Bonjour Charlie ! C’est un plaisir de te retrouver après notre interview l’an dernier avant votre concert à La Maroquinerie ! C’est marrant car nous faisons cette interview via Conference Call car nous sommes confinés suite au coronavirus. Vous avez décidé d’appeler votre album « Virus » avant même que l’on entende parler du coronavirus et qu’il se répande dans le monde. Êtes-vous visionnaires ? Allez honnêtement, vous l’aviez vu venir ? (Rires)
Charlie : (Rires) Non, on ne l’avait pas vu venir ! En réalité, l’idée d’appeler l’album comme ça date d’il y a deux ans. L’idée c’était de faire une sorte de double album avec une histoire qui se prolongeait.
Pourquoi ne pas avoir directement sorti un double-album en une seule fois ?
Charlie : Car on voulait que chaque album existe en tant que tel, qu’il ait sa propre identité. Ils sont aussi assez différents. « Vector » est plus heavy. On voulait proposer des morceaux plus variés sur le « Virus ». On voulait aussi pouvoir partir en tournée entre chaque album.
« Virus » est donc la suite de votre précédent album, « Vector ». Vous avez éparpillé des indices à gauche à droite dans le livret de « Vector » pour sous-entendre que l’album aurait une suite, mais vous ne l’avez pas annoncé clairement, jusqu’à ce que vous révéliez l’intitulé de l’album et la set-list.

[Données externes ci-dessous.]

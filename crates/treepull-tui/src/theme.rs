use ratatui::style::{Color, Modifier, Style};
use ratatui::text::Line;
use ratatui::widgets::{Block, Borders};
use treepull_core::category::Category;

pub(crate) fn chrome<'a>(title: impl Into<Line<'a>>) -> Block<'a> {
    Block::default().borders(Borders::ALL).title(title)
}

pub(crate) fn key_block() -> Block<'static> {
    chrome("Keys")
}

pub(crate) fn table_header(color: Color) -> Style {
    Style::default().fg(color).add_modifier(Modifier::BOLD)
}

pub(crate) fn table_highlight(color: Color) -> Style {
    Style::default()
        .fg(Color::Black)
        .bg(color)
        .add_modifier(Modifier::BOLD)
}

pub(crate) fn focus_prompt() -> Style {
    Style::default()
        .fg(Color::Blue)
        .add_modifier(Modifier::BOLD)
}

pub(crate) fn success_prompt() -> Style {
    Style::default()
        .fg(Color::Green)
        .add_modifier(Modifier::BOLD)
}

pub(crate) fn warning_prompt() -> Style {
    Style::default()
        .fg(Color::Yellow)
        .add_modifier(Modifier::BOLD)
}

pub(crate) fn error_prompt() -> Style {
    Style::default().fg(Color::Red).add_modifier(Modifier::BOLD)
}

pub(crate) fn secondary_text() -> Style {
    Style::default().fg(Color::Gray).add_modifier(Modifier::DIM)
}

pub(crate) fn category(category: Category) -> Style {
    let color = match category {
        Category::Backend => Color::Magenta,
        Category::Component => Color::Cyan,
        Category::Util => Color::Yellow,
        Category::Page => Color::Green,
        Category::Other => Color::Gray,
    };
    Style::default().fg(color)
}
#[cfg(test)]
mod tests {
    use crate::snapshot::RepoIdentity;

    use super::*;

    fn snapshot(url: &str, paths: &[&str]) -> RepositorySnapshot {
        RepositorySnapshot {
            branch: Some("main".to_string()),
            fetched_at: "2026-02-25T10:00:00Z".to_string(),
            truncated: false,
            identity: RepoIdentity {
                name: "repo".to_string(),
                full_name: "octo/repo".to_string(),
                description: None,
                stars: None,
                forks: None,
                language: None,
                owner_avatar: None,
                html_url: url.to_string(),
            },
            contents: paths
                .iter()
                .map(|path| FileEntry::file(path, Some(format!("ref:{path}"))))
                .collect(),
        }
    }

    fn loaded_state() -> RepoState {
        let mut state = RepoState::new("main");
        let token = state.begin_fetch("https://github.com/octo/repo");
        assert!(state.complete_fetch(
            token,
            Ok(snapshot(
                "https://github.com/octo/repo",
                &["src/utils/a.ts", "src/apis/b.ts"]
            ))
        ));
        state
    }

    #[test]
    fn branches_without_main_or_master_select_first_branch() {
        let mut state = RepoState::new("main");
        let token = state.begin_branch_discovery("https://github.com/octo/repo");

        state.complete_branch_discovery(
            token,
            Ok(vec!["dev".to_string(), "feature-x".to_string()]),
        );

        assert_eq!(state.selected_branch(), "dev");
        assert_eq!(state.branches().len(), 2);
    }

    #[test]
    fn branches_with_main_keep_caller_default() {
        let mut state = RepoState::new("main");
        let token = state.begin_branch_discovery("https://github.com/octo/repo");

        state.complete_branch_discovery(token, Ok(vec!["main".to_string(), "dev".to_string()]));

        assert_eq!(state.selected_branch(), "main");
    }

    #[test]
    fn branches_with_master_only_fall_back_to_master() {
        let mut state = RepoState::new("main");
        let token = state.begin_branch_discovery("https://github.com/octo/repo");

        state.complete_branch_discovery(
            token,
            Ok(vec!["master".to_string(), "dev".to_string()]),
        );

        assert_eq!(state.selected_branch(), "master");
    }

    #[test]
    fn configured_default_wins_when_advertised_alongside_main() {
        let mut state = RepoState::new("develop");
        let token = state.begin_branch_discovery("https://github.com/octo/repo");

        state.complete_branch_discovery(
            token,
            Ok(vec!["main".to_string(), "develop".to_string()]),
        );

        assert_eq!(state.selected_branch(), "develop");
    }

    #[test]
    fn branch_choice_does_not_leak_into_the_next_repository() {
        let mut state = RepoState::new("main");
        let first = state.begin_branch_discovery("https://github.com/octo/a");
        state.complete_branch_discovery(first, Ok(vec!["dev".to_string()]));
        assert_eq!(state.selected_branch(), "dev");

        state.reset();
        let second = state.begin_branch_discovery("https://github.com/octo/b");
        state.complete_branch_discovery(second, Ok(vec!["main".to_string()]));

        assert_eq!(state.selected_branch(), "main");
    }

    #[test]
    fn branch_failure_clears_branches_and_keeps_selection() {
        let mut state = RepoState::new("main");
        let first = state.begin_branch_discovery("https://github.com/octo/repo");
        state.complete_branch_discovery(first, Ok(vec!["dev".to_string()]));

        let second = state.begin_branch_discovery("https://github.com/octo/repo");
        state.complete_branch_discovery(second, Err("network down".to_string()));

        assert!(state.branches().is_empty());
        assert_eq!(state.selected_branch(), "dev");
        assert_eq!(state.error(), None);
    }

    #[test]
    fn fetch_success_replaces_snapshot_and_clears_selection() {
        let mut state = loaded_state();
        assert!(state.toggle("src/apis/b.ts", true));

        let token = state.begin_fetch("https://github.com/octo/other");
        assert!(state.is_loading());
        state.complete_fetch(token, Ok(snapshot("https://github.com/octo/other", &["x.rs"])));

        assert!(!state.is_loading());
        assert_eq!(
            state.snapshot().expect("snapshot").url(),
            "https://github.com/octo/other"
        );
        assert!(state.selection().is_empty());
    }

    #[test]
    fn fetch_failure_sets_error_and_keeps_previous_snapshot() {
        let mut state = loaded_state();
        let before = state.snapshot().cloned();

        let token = state.begin_fetch("https://github.com/octo/repo");
        state.complete_fetch(token, Err("repository not found".to_string()));

        assert_eq!(state.error(), Some("repository not found"));
        assert!(!state.is_loading());
        assert_eq!(state.snapshot().cloned(), before);
    }

    #[test]
    fn fetch_failure_without_message_uses_fallback() {
        let mut state = RepoState::new("main");
        let token = state.begin_fetch("https://github.com/octo/repo");
        state.complete_fetch(token, Err("  ".to_string()));

        assert_eq!(state.error(), Some("Failed to fetch repository"));
    }

    #[test]
    fn begin_fetch_clears_previous_error() {
        let mut state = RepoState::new("main");
        let failed = state.begin_fetch("https://github.com/octo/repo");
        state.complete_fetch(failed, Err("boom".to_string()));

        state.begin_fetch("https://github.com/octo/repo");

        assert_eq!(state.error(), None);
        assert!(state.is_loading());
    }

    #[test]
    fn stale_fetch_completion_is_discarded() {
        let mut state = RepoState::new("main");
        let stale = state.begin_fetch("https://github.com/octo/old");
        let current = state.begin_fetch("https://github.com/octo/new");
        assert!(!state.is_active(Operation::Snapshot, stale));
        assert!(state.is_active(Operation::Snapshot, current));

        assert!(state.complete_fetch(
            current,
            Ok(snapshot("https://github.com/octo/new", &["new.rs"]))
        ));
        assert!(!state.complete_fetch(
            stale,
            Ok(snapshot("https://github.com/octo/old", &["old.rs"]))
        ));

        assert_eq!(
            state.snapshot().expect("snapshot").url(),
            "https://github.com/octo/new"
        );
    }

    #[test]
    fn stale_completion_does_not_clear_loading_of_newer_request() {
        let mut state = RepoState::new("main");
        let stale = state.begin_fetch("https://github.com/octo/old");
        let _current = state.begin_fetch("https://github.com/octo/new");

        state.complete_fetch(stale, Err("late failure".to_string()));

        assert!(state.is_loading());
        assert_eq!(state.error(), None);
    }

    #[test]
    fn pull_without_snapshot_is_rejected_with_notice() {
        let mut state = RepoState::new("main");

        assert_eq!(state.begin_pull(), Err(PullRejected::NoSnapshot));
        assert!(!state.is_pulling());
        let notices = state.take_notices();
        assert_eq!(notices.len(), 1);
        assert_eq!(notices[0].level, NoticeLevel::Warning);
    }

    #[test]
    fn pull_with_empty_selection_is_rejected() {
        let mut state = loaded_state();

        assert_eq!(state.begin_pull(), Err(PullRejected::EmptySelection));
        assert!(!state.is_pulling());
        assert!(!state.has_pending(Operation::Pull));
    }

    #[test]
    fn pull_ticket_carries_only_selected_files() {
        let mut state = loaded_state();
        state.toggle("src/apis/b.ts", true);

        let ticket = state.begin_pull().expect("ticket");

        assert!(state.is_pulling());
        assert_eq!(ticket.files.len(), 1);
        assert_eq!(ticket.files[0].path, "src/apis/b.ts");
        assert_eq!(
            ticket.files[0].download_ref.as_deref(),
            Some("ref:src/apis/b.ts")
        );
    }

    #[test]
    fn pull_success_reports_created_count() {
        let mut state = loaded_state();
        state.select_all();
        let ticket = state.begin_pull().expect("ticket");

        state.complete_pull(
            ticket.token,
            Ok(PullOutcome::created(vec![
                "src/utils/a.ts".to_string(),
                "src/apis/b.ts".to_string(),
            ])),
        );

        assert!(!state.is_pulling());
        assert_eq!(state.last_created_files().len(), 2);
        let notices = state.take_notices();
        assert_eq!(notices[0].level, NoticeLevel::Info);
        assert!(notices[0].message.contains('2'));
    }

    #[test]
    fn pull_success_with_no_created_files_is_a_warning() {
        let mut state = loaded_state();
        state.select_all();
        let ticket = state.begin_pull().expect("ticket");

        state.complete_pull(ticket.token, Ok(PullOutcome::created(Vec::new())));

        assert_eq!(state.error(), None);
        assert_eq!(state.take_notices()[0].level, NoticeLevel::Warning);
    }

    #[test]
    fn pull_failure_sets_error_and_emits_notice() {
        let mut state = loaded_state();
        state.select_all();
        let ticket = state.begin_pull().expect("ticket");

        state.complete_pull(ticket.token, Ok(PullOutcome::failed("disk full")));

        assert_eq!(state.error(), Some("disk full"));
        assert!(!state.is_pulling());
        let notices = state.take_notices();
        assert_eq!(notices[0].level, NoticeLevel::Error);
        assert!(notices[0].message.contains("disk full"));
    }

    #[test]
    fn reset_clears_lifecycle_but_keeps_branches() {
        let mut state = loaded_state();
        let branches = state.begin_branch_discovery("https://github.com/octo/repo");
        state.complete_branch_discovery(branches, Ok(vec!["dev".to_string()]));
        state.select_all();
        let ticket = state.begin_pull().expect("ticket");

        state.reset();

        assert!(state.snapshot().is_none());
        assert!(!state.is_pulling());
        assert!(!state.is_loading());
        assert!(state.selection().is_empty());
        assert_eq!(state.branches(), ["dev".to_string()]);
        assert_eq!(state.selected_branch(), "dev");
        assert!(!state.complete_pull(ticket.token, Ok(PullOutcome::created(Vec::new()))));
    }

    #[test]
    fn toggle_ignores_paths_outside_snapshot() {
        let mut state = loaded_state();

        assert!(!state.toggle("not/there.rs", true));
        assert!(!state.toggle("src", true));
        assert!(state.selection().is_empty());
    }

    #[test]
    fn select_history_replaces_snapshot_without_network() {
        let mut state = RepoState::new("main");
        let token = state.begin_history_refresh();
        state.complete_history_refresh(
            token,
            Ok(vec![snapshot("https://github.com/octo/cached", &["a.rs"])]),
        );
        let pending = state.begin_fetch("https://github.com/octo/slow");

        assert!(state.select_history("https://github.com/octo/cached"));

        assert!(!state.is_loading());
        assert_eq!(state.url(), Some("https://github.com/octo/cached"));
        assert!(!state.complete_fetch(pending, Err("late".to_string())));
        assert!(!state.select_history("https://github.com/octo/unknown"));
    }
}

Pourquoi avoir gardé cette information secrète jusqu’au bout ?
Charlie : Pour le fun, je pense ! (Rires). C’est un peu comme dans des séries et dans films qui se suivent, tu retrouves des éléments dans les épisodes précédents qui se recoupent avec les épisodes suivants. J’aime bien quand les fans s’y attendent d’une certaine manière. Ils se mettent à faire des suppositions et essayent de deviner ce qu’il va se passer par la suite. On avait envie de les laisser faire des suppositions et voir s’ils allaient repérer certains détails !
Est-ce que tu peux nous expliquer la signification de la pochette où on voit une araignée pour le moins menaçante ?

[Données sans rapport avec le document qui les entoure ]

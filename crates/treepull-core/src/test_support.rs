use std::collections::VecDeque;
use std::path::{Path, PathBuf};
use std::sync::Mutex;

use anyhow::anyhow;

use crate::command_runner::{CommandOutput, CommandRunner};

#[derive(Debug, Clone, PartialEq, Eq)]
pub struct Call {
    pub program: String,
    pub args: Vec<String>,
    pub cwd: Option<PathBuf>,
}

#[derive(Default)]
pub struct RecordingRunner {
    outputs: Mutex<VecDeque<anyhow::Result<CommandOutput>>>,
    calls: Mutex<Vec<Call>>,
}

impl RecordingRunner {
    pub fn from_outputs(outputs: Vec<anyhow::Result<CommandOutput>>) -> Self {
        Self {
            outputs: Mutex::new(outputs.into()),
            calls: Mutex::new(Vec::new()),
        }
    }

    pub fn calls(&self) -> Vec<Call> {
        self.calls.lock().expect("calls lock").clone()
    }
}

impl CommandRunner for RecordingRunner {
    fn run(
        &self,
        program: &str,
        args: &[&str],
        cwd: Option<&Path>,
    ) -> anyhow::Result<CommandOutput> {
        self.calls.lock().expect("calls lock").push(Call {
            program: program.to_string(),
            args: args.iter().map(|value| (*value).to_string()).collect(),
            cwd: cwd.map(|value| value.to_path_buf()),
        });

        self.outputs
            .lock()
            .expect("outputs lock")
            .pop_front()
            .unwrap_or_else(|| Err(anyhow!("missing output")))
    }
}

pub fn output(stdout: &str, stderr: &str, status_code: i32) -> anyhow::Result<CommandOutput> {
    bytes_output(stdout.as_bytes(), stderr, status_code)
}

pub fn bytes_output(
    stdout: &[u8],
    stderr: &str,
    status_code: i32,
) -> anyhow::Result<CommandOutput> {
    Ok(CommandOutput {
        status_code,
        stdout: stdout.to_vec(),
        stderr: stderr.to_string(),
    })
}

Charlie : L’araignée symbolise le côté maléfique, au niveau personnel, politique, environnemental ou autre. Chaque morceau revêt l’un de ces aspects. C’est Blacklake qui l’a réalisée.

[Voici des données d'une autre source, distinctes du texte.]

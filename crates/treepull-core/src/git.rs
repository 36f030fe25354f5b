use std::collections::HashMap;
use std::fs;
use std::path::{Path, PathBuf};
use std::sync::{Arc, Mutex};

use anyhow::Context;
use rayon::prelude::*;
use thiserror::Error;
use tracing::{debug, info, warn};

use crate::command_adapter;
use crate::command_runner::{CommandOutput, CommandRunner};
use crate::config::PullLayout;
use crate::history::HistoryStore;
use crate::names::{RepoLocator, parse_repo_url};
use crate::placement::{PlacementError, place};
use crate::snapshot::{RepoIdentity, RepositorySnapshot};
use crate::time::now_utc_rfc3339;
use crate::transport::{PullOutcome, RepoTransport};
use crate::tree::{EntryKind, FetchLimits, FileEntry, ListedEntry, build_tree};

#[derive(Debug, Error)]
pub enum GitError {
    #[error("git command failed: git {command} (exit {status}) {stderr}")]
    CommandFailed {
        command: String,
        status: i32,
        stderr: String,
    },
    #[error("failed to execute git command: {0}")]
    Execute(String),
    #[error("failed to parse git output: {0}")]
    Parse(String),
    #[error("repository '{url}' was not found or is not accessible")]
    RepositoryNotFound { url: String },
    #[error("branch '{branch}' does not exist on the remote")]
    BranchNotFound { branch: String },
    #[error("failed to prepare cache at {path}: {source}")]
    Cache {
        path: PathBuf,
        #[source]
        source: std::io::Error,
    },
}

#[derive(Debug, Error)]
pub enum PullError {
    #[error("file '{path}' has a malformed download reference '{reference}'")]
    BadReference { path: String, reference: String },
    #[error("failed to read '{path}': {source}")]
    Read {
        path: String,
        #[source]
        source: GitError,
    },
    #[error(transparent)]
    Placement(#[from] PlacementError),
    #[error("failed to write {path}: {source}")]
    Write {
        path: PathBuf,
        #[source]
        source: std::io::Error,
    },
}

/// Branch names advertised by `remote`, in the order git reports them.
pub fn list_remote_branches(
    remote: &str,
    runner: &dyn CommandRunner,
) -> Result<Vec<String>, GitError> {
    let remote = remote_arg(remote)?;
    let output = run_git(runner, &["ls-remote", "--heads", remote], None)?;
    if output.status_code != 0 {
        if looks_like_missing_repository(&output.stderr) {
            return Err(GitError::RepositoryNotFound {
                url: remote.to_string(),
            });
        }
        return Err(command_failed(&["ls-remote", "--heads", remote], output));
    }

    Ok(parse_head_refs(&output.stdout_lossy()))
}

/// Creates the bare cache repository unless it already exists.
pub fn ensure_cache_repo(repo_dir: &Path, runner: &dyn CommandRunner) -> Result<(), GitError> {
    if repo_dir.join("HEAD").is_file() {
        return Ok(());
    }

    fs::create_dir_all(repo_dir).map_err(|source| GitError::Cache {
        path: repo_dir.to_path_buf(),
        source,
    })?;

    let target = utf8_path(repo_dir, "cache path is not valid UTF-8")?;
    run_git_checked(runner, &["init", "--bare", "--quiet", target], None)?;
    Ok(())
}

/// Shallow-fetches one branch into `FETCH_HEAD` of the cache repository.
pub fn fetch_branch(
    repo_dir: &Path,
    remote: &str,
    branch: &str,
    runner: &dyn CommandRunner,
) -> Result<(), GitError> {
    let remote = remote_arg(remote)?;
    let branch = branch.trim();
    if branch.is_empty() || branch.starts_with('-') {
        return Err(GitError::Parse(format!("invalid branch name '{branch}'")));
    }

    let args = [
        "fetch",
        "--depth",
        "1",
        "--no-tags",
        "--quiet",
        remote,
        branch,
    ];
    let output = run_git(runner, &args, Some(repo_dir))?;
    if output.status_code == 0 {
        return Ok(());
    }

    if looks_like_missing_ref(&output.stderr) {
        return Err(GitError::BranchNotFound {
            branch: branch.to_string(),
        });
    }
    if looks_like_missing_repository(&output.stderr) {
        return Err(GitError::RepositoryNotFound {
            url: remote.to_string(),
        });
    }

    Err(command_failed(&args, output))
}

/// Pre-order listing of `FETCH_HEAD`; blobs carry `<cache_key>:<oid>` as
/// their download reference. Submodule entries are skipped.
pub fn list_fetched_tree(
    repo_dir: &Path,
    cache_key: &str,
    runner: &dyn CommandRunner,
) -> Result<Vec<ListedEntry>, GitError> {
    let output = run_git_checked(
        runner,
        &["ls-tree", "-r", "-t", "-z", "--full-tree", "FETCH_HEAD"],
        Some(repo_dir),
    )?;

    parse_ls_tree(&output.stdout, cache_key)
}

pub fn read_blob(
    repo_dir: &Path,
    oid: &str,
    runner: &dyn CommandRunner,
) -> Result<Vec<u8>, GitError> {
    if oid.is_empty() || !oid.chars().all(|character| character.is_ascii_hexdigit()) {
        return Err(GitError::Parse(format!("invalid object id '{oid}'")));
    }

    let output = run_git_checked(runner, &["cat-file", "blob", oid], Some(repo_dir))?;
    Ok(output.stdout)
}

fn parse_head_refs(raw: &str) -> Vec<String> {
    raw.lines()
        .filter_map(|line| line.split_once('\t'))
        .filter_map(|(_, reference)| reference.trim().strip_prefix("refs/heads/"))
        .filter(|name| !name.is_empty())
        .map(str::to_string)
        .collect()
}

fn parse_ls_tree(raw: &[u8], cache_key: &str) -> Result<Vec<ListedEntry>, GitError> {
    let mut entries = Vec::new();

    for record in raw.split(|byte| *byte == 0).filter(|record| !record.is_empty()) {
        let record = String::from_utf8_lossy(record);
        let (meta, path) = record
            .split_once('\t')
            .ok_or_else(|| GitError::Parse(format!("malformed ls-tree record '{record}'")))?;

        let mut fields = meta.split(' ');
        let (Some(_mode), Some(object_type), Some(oid)) =
            (fields.next(), fields.next(), fields.next())
        else {
            return Err(GitError::Parse(format!(
                "malformed ls-tree metadata '{meta}'"
            )));
        };

        let entry = match object_type {
            "tree" => ListedEntry {
                path: path.to_string(),
                kind: EntryKind::Directory,
                download_ref: None,
            },
            "blob" => ListedEntry {
                path: path.to_string(),
                kind: EntryKind::File,
                download_ref: Some(format!("{cache_key}:{oid}")),
            },
            _ => continue,
        };
        entries.push(entry);
    }

    Ok(entries)
}

fn split_download_ref(reference: &str) -> Option<(&str, &str)> {
    let (key, oid) = reference.rsplit_once(':')?;
    (!key.is_empty() && !oid.is_empty() && !key.contains(['/', '\\']) && key != "..")
        .then_some((key, oid))
}

fn identity_for(locator: &RepoLocator) -> RepoIdentity {
    RepoIdentity {
        name: locator.repo.clone(),
        full_name: locator.full_name(),
        description: None,
        stars: None,
        forks: None,
        language: None,
        owner_avatar: None,
        html_url: locator.canonical_url(),
    }
}

/// [`RepoTransport`] backed by the `git` CLI and a local cache of shallow
/// bare clones.
pub struct GitTransport {
    runner: Arc<dyn CommandRunner>,
    cache_root: PathBuf,
    history: Arc<HistoryStore>,
    limits: FetchLimits,
    destination: PathBuf,
    layout: PullLayout,
    fetch_locks: Mutex<HashMap<String, Arc<Mutex<()>>>>,
}

impl GitTransport {
    pub fn new(
        runner: Arc<dyn CommandRunner>,
        cache_root: PathBuf,
        history: Arc<HistoryStore>,
        limits: FetchLimits,
    ) -> Self {
        Self {
            runner,
            cache_root,
            history,
            limits,
            destination: PathBuf::from("pulled"),
            layout: PullLayout::Mirror,
            fetch_locks: Mutex::new(HashMap::new()),
        }
    }

    pub fn with_destination(mut self, destination: PathBuf, layout: PullLayout) -> Self {
        self.destination = destination;
        self.layout = layout;
        self
    }

    fn repo_lock(&self, cache_key: &str) -> Arc<Mutex<()>> {
        let mut locks = self
            .fetch_locks
            .lock()
            .unwrap_or_else(|poisoned| poisoned.into_inner());
        Arc::clone(locks.entry(cache_key.to_string()).or_default())
    }

    fn fetch_listing(
        &self,
        locator: &RepoLocator,
        branch: &str,
    ) -> Result<Vec<ListedEntry>, GitError> {
        let cache_key = locator.cache_key();
        let repo_dir = self.cache_root.join(&cache_key);

        // FETCH_HEAD is shared per cache repository.
        let lock = self.repo_lock(&cache_key);
        let _guard = lock.lock().unwrap_or_else(|poisoned| poisoned.into_inner());

        ensure_cache_repo(&repo_dir, self.runner.as_ref())?;
        fetch_branch(&repo_dir, &locator.remote, branch, self.runner.as_ref())?;
        list_fetched_tree(&repo_dir, &cache_key, self.runner.as_ref())
    }

    fn materialize(&self, files: &[FileEntry]) -> Result<Vec<String>, PullError> {
        let mut staged: Vec<(PathBuf, String)> = Vec::new();

        for file in files.iter().filter(|file| file.is_file()) {
            let Some(reference) = file.download_ref.as_deref() else {
                debug!(path = %file.path, "skipping file without download reference");
                continue;
            };
            let (cache_key, oid) =
                split_download_ref(reference).ok_or_else(|| PullError::BadReference {
                    path: file.path.clone(),
                    reference: reference.to_string(),
                })?;

            let bytes = read_blob(&self.cache_root.join(cache_key), oid, self.runner.as_ref())
                .map_err(|source| PullError::Read {
                    path: file.path.clone(),
                    source,
                })?;

            let Ok(text) = String::from_utf8(bytes) else {
                debug!(path = %file.path, "skipping binary file");
                continue;
            };

            let Some(relative) = place(&file.path, self.layout)? else {
                debug!(path = %file.path, layout = self.layout.as_str(), "no target for file");
                continue;
            };

            let target = self.destination.join(relative);
            staged.retain(|(existing, _)| *existing != target);
            staged.push((target, text));
        }

        staged.par_iter().try_for_each(|(target, text)| {
            if let Some(parent) = target.parent() {
                fs::create_dir_all(parent).map_err(|source| PullError::Write {
                    path: parent.to_path_buf(),
                    source,
                })?;
            }
            fs::write(target, text).map_err(|source| PullError::Write {
                path: target.clone(),
                source,
            })
        })?;

        Ok(staged
            .into_iter()
            .map(|(target, _)| target.display().to_string())
            .collect())
    }
}

impl RepoTransport for GitTransport {
    fn list_branches(&self, url: &str) -> anyhow::Result<Vec<String>> {
        let locator = parse_repo_url(url)?;
        Ok(list_remote_branches(&locator.remote, self.runner.as_ref())?)
    }

    fn fetch_snapshot(&self, url: &str, branch: &str) -> anyhow::Result<RepositorySnapshot> {
        let locator = parse_repo_url(url)?;
        let listing = self
            .fetch_listing(&locator, branch)
            .with_context(|| format!("failed to fetch {} at '{branch}'", locator.full_name()))?;

        let built = build_tree(&listing, self.limits);
        if built.truncated {
            debug!(
                url,
                entries = built.entry_count,
                listed = listing.len(),
                "tree truncated by fetch limits"
            );
        }

        let snapshot = RepositorySnapshot {
            branch: Some(branch.trim().to_string()),
            fetched_at: now_utc_rfc3339().context("failed to format fetch timestamp")?,
            truncated: built.truncated,
            identity: identity_for(&locator),
            contents: built.roots,
        };

        if let Err(error) = self.history.record(&snapshot) {
            warn!(url = snapshot.url(), %error, "failed to record history entry");
        }

        Ok(snapshot)
    }

    fn pull_files(&self, files: &[FileEntry]) -> anyhow::Result<PullOutcome> {
        match self.materialize(files) {
            Ok(created) => {
                info!(
                    created = created.len(),
                    destination = %self.destination.display(),
                    "pull finished"
                );
                Ok(PullOutcome::created(created))
            }
            Err(error) => Ok(PullOutcome::failed(error.to_string())),
        }
    }

    fn list_history(&self) -> anyhow::Result<Vec<RepositorySnapshot>> {
        Ok(self.history.list())
    }
}

fn remote_arg(url: &str) -> Result<&str, GitError> {
    let trimmed = url.trim();
    if trimmed.is_empty() || trimmed.starts_with('-') {
        return Err(GitError::Parse(format!("invalid remote '{trimmed}'")));
    }
    Ok(trimmed)
}

fn looks_like_missing_ref(stderr: &str) -> bool {
    stderr.to_lowercase().contains("couldn't find remote ref")
}

fn looks_like_missing_repository(stderr: &str) -> bool {
    let normalized = stderr.to_lowercase();
    normalized.contains("repository not found")
        || normalized.contains("does not appear to be a git repository")
        || normalized.contains("could not read username")
}

fn utf8_path<'a>(path: &'a Path, message: &str) -> Result<&'a str, GitError> {
    path.to_str()
        .ok_or_else(|| GitError::Parse(message.to_string()))
}

fn command_failed(args: &[&str], output: CommandOutput) -> GitError {
    GitError::CommandFailed {
        command: args.join(" "),
        status: output.status_code,
        stderr: output.stderr.trim().to_string(),
    }
}

fn run_git_checked(
    runner: &dyn CommandRunner,
    args: &[&str],
    cwd: Option<&Path>,
) -> Result<CommandOutput, GitError> {
    let output = run_git(runner, args, cwd)?;
    command_adapter::ensure_success(args, output).map_err(|failure| GitError::CommandFailed {
        command: failure.command,
        status: failure.status,
        stderr: failure.stderr,
    })
}

fn run_git(
    runner: &dyn CommandRunner,
    args: &[&str],
    cwd: Option<&Path>,
) -> Result<CommandOutput, GitError> {
    command_adapter::run_program(runner, "git", args, cwd).map_err(GitError::Execute)
}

Ce nouvel album est d’une manière générale plus calme que "Vector", avec des morceaux comme ‘Canary Yellow’. Mais en même temps, il y a des sections qui n’ont jamais été aussi brutales ou complexes que dans cet album, comme sur le morceau ‘Prosthetic’ par exemple. Peut-on dire que cet album est une synthèse de ce que vous avez fait jusqu’à présent depuis « Aquarius » ?
Charlie : Oui, peut-être ! Ce n’est pas quelque chose de volontaire en tout cas. On a eu un certain nombre d’idées, certaines n’ont pas abouties, mais d’autres ont donné naissance à des chansons entières.
Même si votre musique est très complexe, vous avez toujours réussi à faire en sorte que vos albums soient efficaces et relativement accessibles, grâce à des refrains accrocheurs et à des mélodies qui se retiennent. Mais après avoir écouté votre album un bon nombre de fois, "Virus" me semble moins accessible que ses prédécesseurs, ce qui n’est pas une mauvaise chose du tout ! Mais j’ai le sentiment que cet album nécessite qu’on l’écoute un certain nombre de fois pour révéler pleinement son potentiel. Etait-ce quelque chose de conscient de votre part au moment où vous l’avez écrit ?
Charlie : Non pas vraiment, encore une fois ! (Rires). On a quand même toujours en tête d’essayer d’écrire des chansons accrocheuses. On aime beaucoup quand les gens chantent le refrain avec nous sur scène. On essaye de créer ça.
En regardant la setlist du nouvel album, beaucoup de vos fans qui aiment le métal progressif ont dû sauter au plafond en découvrant le morceau ‘Messiah Complex’ qui dure 16 minutes, et j’en faisais partie ! (Rires). C’est peut-être une question bête, mais pourquoi avoir choisi de couper le morceau en 5 pistes différentes, alors qu’habituellement, vos longs morceaux ne sont pas subdivisés en plusieurs pistes ?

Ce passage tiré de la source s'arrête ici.